Saved data entries
########################################

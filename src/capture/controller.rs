use crate::audio::{
    encode, AudioFrame, AudioInput, CaptureError, InputConfig, InputFactory,
};
use std::sync::atomic::{AtomicBool, AtomicU64, Ordering};
use std::sync::Arc;
use tokio::sync::{mpsc, Mutex};
use tokio::task::JoinHandle;
use tracing::{info, warn};

/// Observable phase of the capture state machine.
#[derive(Debug, Clone, Copy, PartialEq, Eq)]
pub enum CapturePhase {
    /// No device open, nothing captured
    Idle,
    /// Mic open for level checking, not buffering
    Testing,
    /// Mic open, chunks accumulating, timer ticking
    Recording,
    /// Mic closed, a finished clip is ready to submit or discard
    Captured,
}

/// A finished recording, assembled from all buffered fragments.
#[derive(Debug, Clone)]
pub struct CapturedAudio {
    pub bytes: Vec<u8>,
    pub mime_type: String,
    pub duration_seconds: f64,
}

/// Owns the microphone lifecycle: `Idle → Testing → Recording → Captured`.
///
/// At most one device handle is open at any time. Starting a recording
/// while testing reuses the already-open handle instead of acquiring a
/// second one, and every transition out of an open state releases the
/// device exactly once.
pub struct CaptureController {
    factory: Box<dyn InputFactory>,
    config: InputConfig,
    state: State,
}

enum State {
    Idle,
    /// Device open; `recording` distinguishes Testing from Recording
    Open {
        input: Box<dyn AudioInput>,
        pump: JoinHandle<Option<(u32, u16)>>,
        buffer: Arc<Mutex<Vec<i16>>>,
        elapsed: Arc<AtomicU64>,
        recording: Arc<AtomicBool>,
        monitor_rx: Option<mpsc::Receiver<AudioFrame>>,
    },
    Captured {
        audio: CapturedAudio,
    },
}

impl CaptureController {
    pub fn new(factory: Box<dyn InputFactory>, config: InputConfig) -> Self {
        Self {
            factory,
            config,
            state: State::Idle,
        }
    }

    pub fn phase(&self) -> CapturePhase {
        match &self.state {
            State::Idle => CapturePhase::Idle,
            State::Open { recording, .. } => {
                if recording.load(Ordering::SeqCst) {
                    CapturePhase::Recording
                } else {
                    CapturePhase::Testing
                }
            }
            State::Captured { .. } => CapturePhase::Captured,
        }
    }

    /// Seconds of audio buffered so far, ticking once per completed second
    /// while recording.
    pub fn elapsed_seconds(&self) -> u64 {
        match &self.state {
            State::Idle => 0,
            State::Open { elapsed, .. } => elapsed.load(Ordering::SeqCst),
            State::Captured { audio } => audio.duration_seconds as u64,
        }
    }

    /// The finished clip, if any.
    pub fn captured(&self) -> Option<&CapturedAudio> {
        match &self.state {
            State::Captured { audio } => Some(audio),
            _ => None,
        }
    }

    /// Live frame feed for the level visualizer. Available once per open
    /// device; read-only with respect to capture.
    pub fn take_monitor(&mut self) -> Option<mpsc::Receiver<AudioFrame>> {
        match &mut self.state {
            State::Open { monitor_rx, .. } => monitor_rx.take(),
            _ => None,
        }
    }

    /// `Idle → Testing`: open the mic for level checking.
    ///
    /// On permission denial or device failure the controller remains in
    /// `Idle` and the error is user-facing and recoverable.
    pub async fn start_testing(&mut self) -> Result<(), CaptureError> {
        if !matches!(self.state, State::Idle) {
            return Err(CaptureError::InvalidState("idle"));
        }
        self.open_device(false).await
    }

    /// `Idle → Recording` or `Testing → Recording`.
    ///
    /// From `Testing`, the open handle is reused; no second device request
    /// is made. The chunk buffer and elapsed counter reset either way.
    pub async fn start_recording(&mut self) -> Result<(), CaptureError> {
        match &mut self.state {
            State::Idle => self.open_device(true).await,
            State::Open {
                buffer,
                elapsed,
                recording,
                ..
            } => {
                if recording.load(Ordering::SeqCst) {
                    return Err(CaptureError::InvalidState("idle or testing"));
                }
                buffer.lock().await.clear();
                elapsed.store(0, Ordering::SeqCst);
                recording.store(true, Ordering::SeqCst);
                info!("Recording started (reusing open input)");
                Ok(())
            }
            State::Captured { .. } => Err(CaptureError::InvalidState("idle or testing")),
        }
    }

    /// `Testing → Idle`: release the device without capturing anything.
    pub async fn stop_testing(&mut self) -> Result<(), CaptureError> {
        if self.phase() != CapturePhase::Testing {
            return Err(CaptureError::InvalidState("testing"));
        }
        let State::Open { mut input, pump, .. } = std::mem::replace(&mut self.state, State::Idle)
        else {
            unreachable!()
        };

        input.stop().await?;
        let _ = pump.await;
        Ok(())
    }

    /// `Recording → Captured`: stop buffering, assemble the fragments into
    /// one contiguous WAV clip, and release the device.
    ///
    /// No chunk is appended after this transition; the frame channel closes
    /// when the device is released.
    pub async fn stop_recording(&mut self) -> Result<&CapturedAudio, CaptureError> {
        if self.phase() != CapturePhase::Recording {
            return Err(CaptureError::InvalidState("recording"));
        }
        let State::Open {
            mut input,
            pump,
            buffer,
            ..
        } = std::mem::replace(&mut self.state, State::Idle)
        else {
            unreachable!()
        };

        // Release the device first; the pump drains remaining frames and
        // exits when the channel closes.
        input.stop().await?;
        let format = pump
            .await
            .map_err(|e| CaptureError::Other(anyhow::anyhow!("capture pump panicked: {}", e)))?;

        let samples = std::mem::take(&mut *buffer.lock().await);
        let (sample_rate, channels) =
            format.unwrap_or((self.config.sample_rate, self.config.channels));

        let duration_seconds = encode::pcm_duration_seconds(samples.len(), sample_rate, channels);
        let bytes = encode::wav_from_pcm(&samples, sample_rate, channels)?;

        info!(
            "Recording stopped: {:.1}s, {} bytes",
            duration_seconds,
            bytes.len()
        );

        self.state = State::Captured {
            audio: CapturedAudio {
                bytes,
                mime_type: "audio/wav".to_string(),
                duration_seconds,
            },
        };

        match &self.state {
            State::Captured { audio } => Ok(audio),
            _ => unreachable!(),
        }
    }

    /// `Captured → Idle`: drop the clip and reset the elapsed counter.
    ///
    /// Also the path back to `Idle` after a successful submission.
    pub fn discard(&mut self) {
        if matches!(self.state, State::Captured { .. }) {
            self.state = State::Idle;
        }
    }

    async fn open_device(&mut self, recording: bool) -> Result<(), CaptureError> {
        let mut input = self.factory.open(&self.config);
        let frames = input.start().await?;

        let buffer = Arc::new(Mutex::new(Vec::new()));
        let elapsed = Arc::new(AtomicU64::new(0));
        let recording_flag = Arc::new(AtomicBool::new(recording));
        let (monitor_tx, monitor_rx) = mpsc::channel(16);

        let pump = tokio::spawn(pump_frames(
            frames,
            Arc::clone(&buffer),
            Arc::clone(&elapsed),
            Arc::clone(&recording_flag),
            monitor_tx,
        ));

        info!(
            "Input open ({})",
            if recording { "recording" } else { "testing" }
        );

        self.state = State::Open {
            input,
            pump,
            buffer,
            elapsed,
            recording: recording_flag,
            monitor_rx: Some(monitor_rx),
        };
        Ok(())
    }
}

/// Drains the device's frame channel for the lifetime of one open handle.
///
/// Frames always go to the monitor (level visualization); they are buffered
/// only while the recording flag is set. Returns the (sample_rate, channels)
/// observed, for WAV assembly.
async fn pump_frames(
    mut frames: mpsc::Receiver<AudioFrame>,
    buffer: Arc<Mutex<Vec<i16>>>,
    elapsed: Arc<AtomicU64>,
    recording: Arc<AtomicBool>,
    monitor_tx: mpsc::Sender<AudioFrame>,
) -> Option<(u32, u16)> {
    let mut format = None;

    while let Some(frame) = frames.recv().await {
        if format.is_none() {
            format = Some((frame.sample_rate, frame.channels));
        }

        // Monitor is lossy on purpose; a slow visualizer must not stall
        // capture.
        let _ = monitor_tx.try_send(frame.clone());

        if recording.load(Ordering::SeqCst) {
            let mut buf = buffer.lock().await;
            buf.extend_from_slice(&frame.samples);

            let samples_per_second =
                (frame.sample_rate as usize) * (frame.channels.max(1) as usize);
            elapsed.store((buf.len() / samples_per_second) as u64, Ordering::SeqCst);
        }
    }

    if format.is_none() {
        warn!("Input closed without delivering any frames");
    }
    format
}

########################################

What to do = Line by line, check the data above for the word "reset" and state how many lines contain it. Give only the number.

Answer space = 2